Problem description
Each line of the listing that includes "lets" should be reported.

Source data Start Marker

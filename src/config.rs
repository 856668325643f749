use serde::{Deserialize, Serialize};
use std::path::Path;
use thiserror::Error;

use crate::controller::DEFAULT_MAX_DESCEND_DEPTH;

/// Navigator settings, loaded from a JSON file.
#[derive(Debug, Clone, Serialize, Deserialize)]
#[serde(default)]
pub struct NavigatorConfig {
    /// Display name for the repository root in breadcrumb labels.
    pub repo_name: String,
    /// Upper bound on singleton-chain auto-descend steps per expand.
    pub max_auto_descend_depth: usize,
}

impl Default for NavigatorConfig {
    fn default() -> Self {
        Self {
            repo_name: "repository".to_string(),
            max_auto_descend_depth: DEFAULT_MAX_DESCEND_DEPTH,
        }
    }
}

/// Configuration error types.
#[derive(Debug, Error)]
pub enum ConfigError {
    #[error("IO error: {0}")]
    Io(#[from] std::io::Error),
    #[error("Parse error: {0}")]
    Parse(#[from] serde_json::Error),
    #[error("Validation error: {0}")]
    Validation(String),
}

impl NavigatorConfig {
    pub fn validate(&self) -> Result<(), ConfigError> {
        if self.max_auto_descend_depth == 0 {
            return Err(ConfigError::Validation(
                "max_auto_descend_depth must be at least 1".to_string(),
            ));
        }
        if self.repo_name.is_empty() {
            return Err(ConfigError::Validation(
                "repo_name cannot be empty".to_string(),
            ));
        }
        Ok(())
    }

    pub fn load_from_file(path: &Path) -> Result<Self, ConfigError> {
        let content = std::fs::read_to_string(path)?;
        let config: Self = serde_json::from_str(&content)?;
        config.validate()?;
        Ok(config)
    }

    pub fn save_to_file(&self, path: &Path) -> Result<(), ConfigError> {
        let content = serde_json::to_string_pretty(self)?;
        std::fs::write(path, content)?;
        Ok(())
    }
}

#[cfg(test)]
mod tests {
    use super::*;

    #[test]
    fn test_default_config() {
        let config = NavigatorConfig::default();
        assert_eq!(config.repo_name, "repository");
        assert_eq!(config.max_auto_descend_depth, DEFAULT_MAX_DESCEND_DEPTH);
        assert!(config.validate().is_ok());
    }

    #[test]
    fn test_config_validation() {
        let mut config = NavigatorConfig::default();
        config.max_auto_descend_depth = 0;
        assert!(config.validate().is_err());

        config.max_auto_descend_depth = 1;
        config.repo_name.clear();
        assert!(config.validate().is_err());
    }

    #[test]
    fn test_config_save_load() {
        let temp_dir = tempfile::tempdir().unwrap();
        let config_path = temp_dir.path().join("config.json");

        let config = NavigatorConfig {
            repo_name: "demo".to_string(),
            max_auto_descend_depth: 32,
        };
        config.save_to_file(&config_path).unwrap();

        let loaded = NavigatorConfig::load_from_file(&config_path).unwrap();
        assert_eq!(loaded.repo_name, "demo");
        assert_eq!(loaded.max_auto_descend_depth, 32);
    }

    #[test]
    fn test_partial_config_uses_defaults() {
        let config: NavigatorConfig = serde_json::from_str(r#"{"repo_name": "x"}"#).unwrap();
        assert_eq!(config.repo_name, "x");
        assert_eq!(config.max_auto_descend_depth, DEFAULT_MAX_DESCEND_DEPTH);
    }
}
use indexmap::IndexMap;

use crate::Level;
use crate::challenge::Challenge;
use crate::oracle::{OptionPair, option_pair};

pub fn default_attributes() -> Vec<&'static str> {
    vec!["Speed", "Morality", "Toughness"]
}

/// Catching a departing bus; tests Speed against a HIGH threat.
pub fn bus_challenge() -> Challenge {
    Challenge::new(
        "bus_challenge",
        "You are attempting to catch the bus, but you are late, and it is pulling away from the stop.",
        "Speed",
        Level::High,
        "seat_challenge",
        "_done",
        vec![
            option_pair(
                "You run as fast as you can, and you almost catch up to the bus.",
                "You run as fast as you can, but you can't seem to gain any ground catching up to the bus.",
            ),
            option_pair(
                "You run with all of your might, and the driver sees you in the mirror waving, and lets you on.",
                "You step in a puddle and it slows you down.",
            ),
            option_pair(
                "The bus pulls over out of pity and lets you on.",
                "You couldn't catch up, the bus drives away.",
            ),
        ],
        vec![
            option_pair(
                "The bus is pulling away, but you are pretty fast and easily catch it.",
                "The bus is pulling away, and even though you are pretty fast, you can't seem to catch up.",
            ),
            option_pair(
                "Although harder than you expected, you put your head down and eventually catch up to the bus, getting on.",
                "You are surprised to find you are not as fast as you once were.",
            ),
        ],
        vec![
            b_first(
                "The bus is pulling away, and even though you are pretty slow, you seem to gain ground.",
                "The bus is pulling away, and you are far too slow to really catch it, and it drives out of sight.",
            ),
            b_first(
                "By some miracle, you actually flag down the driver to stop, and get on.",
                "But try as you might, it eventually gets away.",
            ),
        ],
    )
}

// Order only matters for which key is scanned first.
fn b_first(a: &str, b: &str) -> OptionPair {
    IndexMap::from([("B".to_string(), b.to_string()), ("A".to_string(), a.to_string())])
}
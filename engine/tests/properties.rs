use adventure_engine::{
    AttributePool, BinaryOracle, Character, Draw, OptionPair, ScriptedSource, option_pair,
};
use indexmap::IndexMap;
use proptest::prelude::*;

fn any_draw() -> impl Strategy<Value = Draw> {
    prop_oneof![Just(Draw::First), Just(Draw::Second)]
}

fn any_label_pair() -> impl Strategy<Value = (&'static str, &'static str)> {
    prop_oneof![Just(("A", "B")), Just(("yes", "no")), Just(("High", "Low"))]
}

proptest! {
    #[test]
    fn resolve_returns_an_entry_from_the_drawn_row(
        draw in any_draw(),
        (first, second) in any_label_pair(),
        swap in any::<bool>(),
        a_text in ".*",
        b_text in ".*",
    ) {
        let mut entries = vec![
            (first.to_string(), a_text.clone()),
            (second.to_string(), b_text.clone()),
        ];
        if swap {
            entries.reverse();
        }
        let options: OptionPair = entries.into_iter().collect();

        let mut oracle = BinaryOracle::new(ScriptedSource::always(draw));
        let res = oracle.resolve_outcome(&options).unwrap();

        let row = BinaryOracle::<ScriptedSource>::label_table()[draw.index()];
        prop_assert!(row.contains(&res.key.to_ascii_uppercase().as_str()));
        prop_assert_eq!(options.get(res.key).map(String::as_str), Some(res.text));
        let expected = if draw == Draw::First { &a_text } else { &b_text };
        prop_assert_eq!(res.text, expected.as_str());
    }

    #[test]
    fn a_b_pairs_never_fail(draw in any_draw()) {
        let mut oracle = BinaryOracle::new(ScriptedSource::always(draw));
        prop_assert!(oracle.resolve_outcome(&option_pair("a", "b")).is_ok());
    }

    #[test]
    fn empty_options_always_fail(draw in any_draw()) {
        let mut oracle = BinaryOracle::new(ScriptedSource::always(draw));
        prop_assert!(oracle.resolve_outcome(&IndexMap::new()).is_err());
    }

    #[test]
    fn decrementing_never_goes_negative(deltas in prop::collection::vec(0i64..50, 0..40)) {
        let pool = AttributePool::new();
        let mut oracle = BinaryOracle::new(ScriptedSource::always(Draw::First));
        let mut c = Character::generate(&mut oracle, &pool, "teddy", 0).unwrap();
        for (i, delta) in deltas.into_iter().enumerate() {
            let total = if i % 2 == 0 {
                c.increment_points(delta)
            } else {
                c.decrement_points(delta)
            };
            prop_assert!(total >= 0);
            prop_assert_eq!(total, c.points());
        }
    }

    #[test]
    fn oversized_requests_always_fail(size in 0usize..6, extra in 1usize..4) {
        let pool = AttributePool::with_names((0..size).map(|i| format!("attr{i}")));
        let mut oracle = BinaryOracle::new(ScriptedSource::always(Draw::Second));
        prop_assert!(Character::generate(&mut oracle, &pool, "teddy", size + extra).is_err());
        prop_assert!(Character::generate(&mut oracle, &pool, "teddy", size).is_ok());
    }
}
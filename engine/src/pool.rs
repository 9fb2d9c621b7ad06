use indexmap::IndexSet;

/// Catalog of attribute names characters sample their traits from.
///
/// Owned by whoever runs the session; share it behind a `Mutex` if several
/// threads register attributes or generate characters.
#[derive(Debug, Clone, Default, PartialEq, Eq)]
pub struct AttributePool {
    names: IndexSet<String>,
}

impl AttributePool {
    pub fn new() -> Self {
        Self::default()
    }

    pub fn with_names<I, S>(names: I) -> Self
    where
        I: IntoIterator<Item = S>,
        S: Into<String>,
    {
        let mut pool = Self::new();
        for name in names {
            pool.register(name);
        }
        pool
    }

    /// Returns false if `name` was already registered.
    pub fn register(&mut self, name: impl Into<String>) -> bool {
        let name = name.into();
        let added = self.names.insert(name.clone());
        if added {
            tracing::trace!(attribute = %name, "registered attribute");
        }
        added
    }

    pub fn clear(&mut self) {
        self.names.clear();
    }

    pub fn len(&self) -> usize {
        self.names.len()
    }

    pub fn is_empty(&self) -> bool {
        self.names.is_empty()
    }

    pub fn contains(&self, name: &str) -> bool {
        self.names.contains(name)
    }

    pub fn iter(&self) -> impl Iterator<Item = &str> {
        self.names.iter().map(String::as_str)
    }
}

Source data End Marker

The completed task
                "You run with all of your might, and the driver sees you in the mirror waving, and lets you on.",
                "The bus pulls over out of pity and lets you on.",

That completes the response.